### SUPPLIED ENTRIES:
* * *

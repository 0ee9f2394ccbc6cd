//! Request Store Module
//!
//! Owns the canonical lifecycle state of every analysis request on the intake side.
//!
//! ## Core Concepts
//! - **Source of truth**: The store is authoritative. The intake status cache is a
//!   disposable copy layered on top of it.
//! - **Lifecycle**: `InProcess` is the only initial state; `Success` and `Failed`
//!   are terminal.
//! - **Capability**: Callers hold an `Arc<dyn RequestStore>`, so a durable backend
//!   can replace `MemoryRequestStore` without touching handlers.
//!
//! ## Submodules
//! - **`types`**: `Request`, `RequestId`, `RequestStatus`.
//! - **`memory`**: Concurrent in-memory implementation backed by `DashMap`.

pub mod memory;
pub mod types;

pub use memory::MemoryRequestStore;
pub use types::{Finish, Request, RequestId, RequestStatus};

use crate::analysis::AnalysisResult;

use async_trait::async_trait;
use thiserror::Error;

#[derive(Debug, Clone, PartialEq, Eq, Error)]
pub enum StoreError {
    #[error("empty text")]
    EmptyInput,

    #[error("request {0} not found")]
    NotFound(RequestId),
}

pub type StoreResult<T> = Result<T, StoreError>;

/// Storage capability for analysis requests.
///
/// All methods must be safe to call concurrently; operations on the same id are
/// serialized by the implementation.
#[async_trait]
pub trait RequestStore: Send + Sync {
    /// Allocates a fresh id and stores the text as an `InProcess` request.
    async fn create(&self, text: &str) -> StoreResult<Request>;

    /// Overwrites status and result unconditionally.
    ///
    /// A result is only kept when `status` is `Success`.
    async fn update(
        &self,
        id: &RequestId,
        status: RequestStatus,
        result: Option<AnalysisResult>,
    ) -> StoreResult<Request>;

    async fn get(&self, id: &RequestId) -> StoreResult<Request>;

    /// Moves an `InProcess` request to a terminal status.
    ///
    /// Requests that are already terminal are left untouched and returned as
    /// `Finish::AlreadyTerminal`.
    async fn finish(
        &self,
        id: &RequestId,
        status: RequestStatus,
        result: Option<AnalysisResult>,
    ) -> StoreResult<Finish>;

    /// Requests still `InProcess` that were created before `cutoff_ms`.
    async fn in_process_older_than(&self, cutoff_ms: u64) -> Vec<Request>;
}
//! Process Configuration
//!
//! Both services read the same environment. The three addresses are required;
//! everything else has a default matching the production deployment.

use std::time::Duration;
use thiserror::Error;

pub const INTAKE_ADDR: &str = "INTAKE_ADDR";
pub const COMPUTE_ADDR: &str = "COMPUTE_ADDR";
pub const CACHE_ADDR: &str = "CACHE_ADDR";

#[derive(Debug, Error, PartialEq, Eq)]
pub enum ConfigError {
    #[error("failed to get {0}")]
    Missing(&'static str),

    #[error("invalid value for {name}: {value:?}")]
    Invalid { name: &'static str, value: String },
}

#[derive(Debug, Clone, PartialEq)]
pub struct Config {
    /// `host:port` the intake service binds to and the compute service reports to.
    pub intake_addr: String,
    /// `host:port` the compute service binds to and the intake service submits to.
    pub compute_addr: String,
    /// Cache backend address, see `cache::backend_from_addr`.
    pub cache_addr: String,

    pub queue_capacity: usize,
    pub worker_count: usize,
    pub admission_timeout: Duration,
    pub http_timeout: Duration,
    pub report_attempts: usize,
    pub result_cache_ttl: Duration,
    pub status_cache_ttl: Duration,
    pub reconcile_after: Duration,
    pub reconcile_interval: Duration,
    pub reconcile_max_attempts: u32,
    pub shutdown_grace: Duration,
}

impl Config {
    /// Defaults for every tunable, with the given addresses.
    pub fn new(
        intake_addr: impl Into<String>,
        compute_addr: impl Into<String>,
        cache_addr: impl Into<String>,
    ) -> Self {
        Self {
            intake_addr: intake_addr.into(),
            compute_addr: compute_addr.into(),
            cache_addr: cache_addr.into(),
            queue_capacity: 100,
            worker_count: 5,
            admission_timeout: Duration::from_secs(5),
            http_timeout: Duration::from_secs(10),
            report_attempts: 3,
            result_cache_ttl: Duration::from_secs(10 * 60),
            status_cache_ttl: Duration::from_secs(5 * 60),
            reconcile_after: Duration::from_secs(60),
            reconcile_interval: Duration::from_secs(15),
            reconcile_max_attempts: 3,
            shutdown_grace: Duration::from_secs(5),
        }
    }

    pub fn from_env() -> Result<Self, ConfigError> {
        Self::from_lookup(|name| std::env::var(name).ok())
    }

    /// Builds the configuration from an arbitrary variable source.
    pub fn from_lookup<F>(lookup: F) -> Result<Self, ConfigError>
    where
        F: Fn(&str) -> Option<String>,
    {
        let required = |name: &'static str| lookup(name).ok_or(ConfigError::Missing(name));

        let mut config = Self::new(
            required(INTAKE_ADDR)?,
            required(COMPUTE_ADDR)?,
            required(CACHE_ADDR)?,
        );

        let number = |name: &'static str| -> Result<Option<u64>, ConfigError> {
            match lookup(name) {
                None => Ok(None),
                Some(value) => value
                    .trim()
                    .parse::<u64>()
                    .map(Some)
                    .map_err(|_| ConfigError::Invalid { name, value }),
            }
        };

        if let Some(capacity) = number("QUEUE_CAPACITY")? {
            if capacity == 0 {
                return Err(ConfigError::Invalid {
                    name: "QUEUE_CAPACITY",
                    value: capacity.to_string(),
                });
            }
            config.queue_capacity = capacity as usize;
        }
        if let Some(workers) = number("WORKER_COUNT")? {
            if workers == 0 {
                return Err(ConfigError::Invalid {
                    name: "WORKER_COUNT",
                    value: workers.to_string(),
                });
            }
            config.worker_count = workers as usize;
        }
        if let Some(ms) = number("ADMISSION_TIMEOUT_MS")? {
            config.admission_timeout = Duration::from_millis(ms);
        }
        if let Some(ms) = number("HTTP_TIMEOUT_MS")? {
            config.http_timeout = Duration::from_millis(ms);
        }
        if let Some(attempts) = number("REPORT_ATTEMPTS")? {
            config.report_attempts = (attempts as usize).max(1);
        }
        if let Some(secs) = number("RESULT_CACHE_TTL_SECS")? {
            config.result_cache_ttl = Duration::from_secs(secs);
        }
        if let Some(secs) = number("STATUS_CACHE_TTL_SECS")? {
            config.status_cache_ttl = Duration::from_secs(secs);
        }
        if let Some(secs) = number("RECONCILE_AFTER_SECS")? {
            config.reconcile_after = Duration::from_secs(secs);
        }
        if let Some(secs) = number("RECONCILE_INTERVAL_SECS")? {
            config.reconcile_interval = Duration::from_secs(secs.max(1));
        }
        if let Some(attempts) = number("RECONCILE_MAX_ATTEMPTS")? {
            config.reconcile_max_attempts = attempts as u32;
        }
        if let Some(ms) = number("SHUTDOWN_GRACE_MS")? {
            config.shutdown_grace = Duration::from_millis(ms);
        }

        // Submit waits on the compute side's admission window; a shorter client
        // timeout turns a 429 into a transport error
        if config.http_timeout <= config.admission_timeout {
            return Err(ConfigError::Invalid {
                name: "HTTP_TIMEOUT_MS",
                value: config.http_timeout.as_millis().to_string(),
            });
        }

        Ok(config)
    }
}

#[cfg(test)]
mod tests {
    use super::*;
    use std::collections::HashMap;

    fn lookup_from(pairs: &[(&str, &str)]) -> impl Fn(&str) -> Option<String> {
        let vars: HashMap<String, String> = pairs
            .iter()
            .map(|(k, v)| (k.to_string(), v.to_string()))
            .collect();
        move |name| vars.get(name).cloned()
    }

    const ADDRS: [(&str, &str); 3] = [
        (INTAKE_ADDR, "127.0.0.1:8080"),
        (COMPUTE_ADDR, "127.0.0.1:8081"),
        (CACHE_ADDR, "127.0.0.1:6379"),
    ];

    #[test]
    fn test_defaults_with_required_addresses() {
        let config = Config::from_lookup(lookup_from(&ADDRS)).unwrap();

        assert_eq!(config.intake_addr, "127.0.0.1:8080");
        assert_eq!(config.compute_addr, "127.0.0.1:8081");
        assert_eq!(config.cache_addr, "127.0.0.1:6379");
        assert_eq!(config.queue_capacity, 100);
        assert_eq!(config.worker_count, 5);
        assert_eq!(config.admission_timeout, Duration::from_secs(5));
        assert!(config.http_timeout > config.admission_timeout);
        assert_eq!(config.result_cache_ttl, Duration::from_secs(600));
        assert_eq!(config.status_cache_ttl, Duration::from_secs(300));
    }

    #[test]
    fn test_each_address_is_required() {
        for missing in [INTAKE_ADDR, COMPUTE_ADDR, CACHE_ADDR] {
            let pairs: Vec<(&str, &str)> = ADDRS
                .iter()
                .copied()
                .filter(|(name, _)| *name != missing)
                .collect();

            let result = Config::from_lookup(lookup_from(&pairs));

            assert_eq!(result.unwrap_err(), ConfigError::Missing(missing));
        }
    }

    #[test]
    fn test_overrides() {
        let mut pairs = ADDRS.to_vec();
        pairs.extend([
            ("QUEUE_CAPACITY", "8"),
            ("WORKER_COUNT", "2"),
            ("ADMISSION_TIMEOUT_MS", "250"),
            ("REPORT_ATTEMPTS", "0"),
            ("RECONCILE_MAX_ATTEMPTS", "7"),
        ]);

        let config = Config::from_lookup(lookup_from(&pairs)).unwrap();

        assert_eq!(config.queue_capacity, 8);
        assert_eq!(config.worker_count, 2);
        assert_eq!(config.admission_timeout, Duration::from_millis(250));
        assert_eq!(config.report_attempts, 1, "at least one attempt is always made");
        assert_eq!(config.reconcile_max_attempts, 7);
    }

    #[test]
    fn test_invalid_numbers_are_rejected() {
        let mut pairs = ADDRS.to_vec();
        pairs.push(("WORKER_COUNT", "many"));
        assert!(matches!(
            Config::from_lookup(lookup_from(&pairs)),
            Err(ConfigError::Invalid { name: "WORKER_COUNT", .. })
        ));

        let mut pairs = ADDRS.to_vec();
        pairs.push(("QUEUE_CAPACITY", "0"));
        assert!(matches!(
            Config::from_lookup(lookup_from(&pairs)),
            Err(ConfigError::Invalid { name: "QUEUE_CAPACITY", .. })
        ));

        let mut pairs = ADDRS.to_vec();
        pairs.push(("WORKER_COUNT", "0"));
        assert!(matches!(
            Config::from_lookup(lookup_from(&pairs)),
            Err(ConfigError::Invalid { name: "WORKER_COUNT", .. })
        ));
    }

    #[test]
    fn test_http_timeout_must_exceed_admission_window() {
        let mut pairs = ADDRS.to_vec();
        pairs.push(("HTTP_TIMEOUT_MS", "5000"));
        assert!(matches!(
            Config::from_lookup(lookup_from(&pairs)),
            Err(ConfigError::Invalid { name: "HTTP_TIMEOUT_MS", .. })
        ));

        let mut pairs = ADDRS.to_vec();
        pairs.extend([("ADMISSION_TIMEOUT_MS", "1000"), ("HTTP_TIMEOUT_MS", "3000")]);
        let config = Config::from_lookup(lookup_from(&pairs)).unwrap();
        assert_eq!(config.http_timeout, Duration::from_secs(3));
    }
}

* * *

### ASSIGNED TASK:
In the entries above, locate every line with the word "binds" and copy it.

### COMPLETED TASK:
    /// `host:port` the intake service binds to and the compute service reports to.
    /// `host:port` the compute service binds to and the intake service submits to.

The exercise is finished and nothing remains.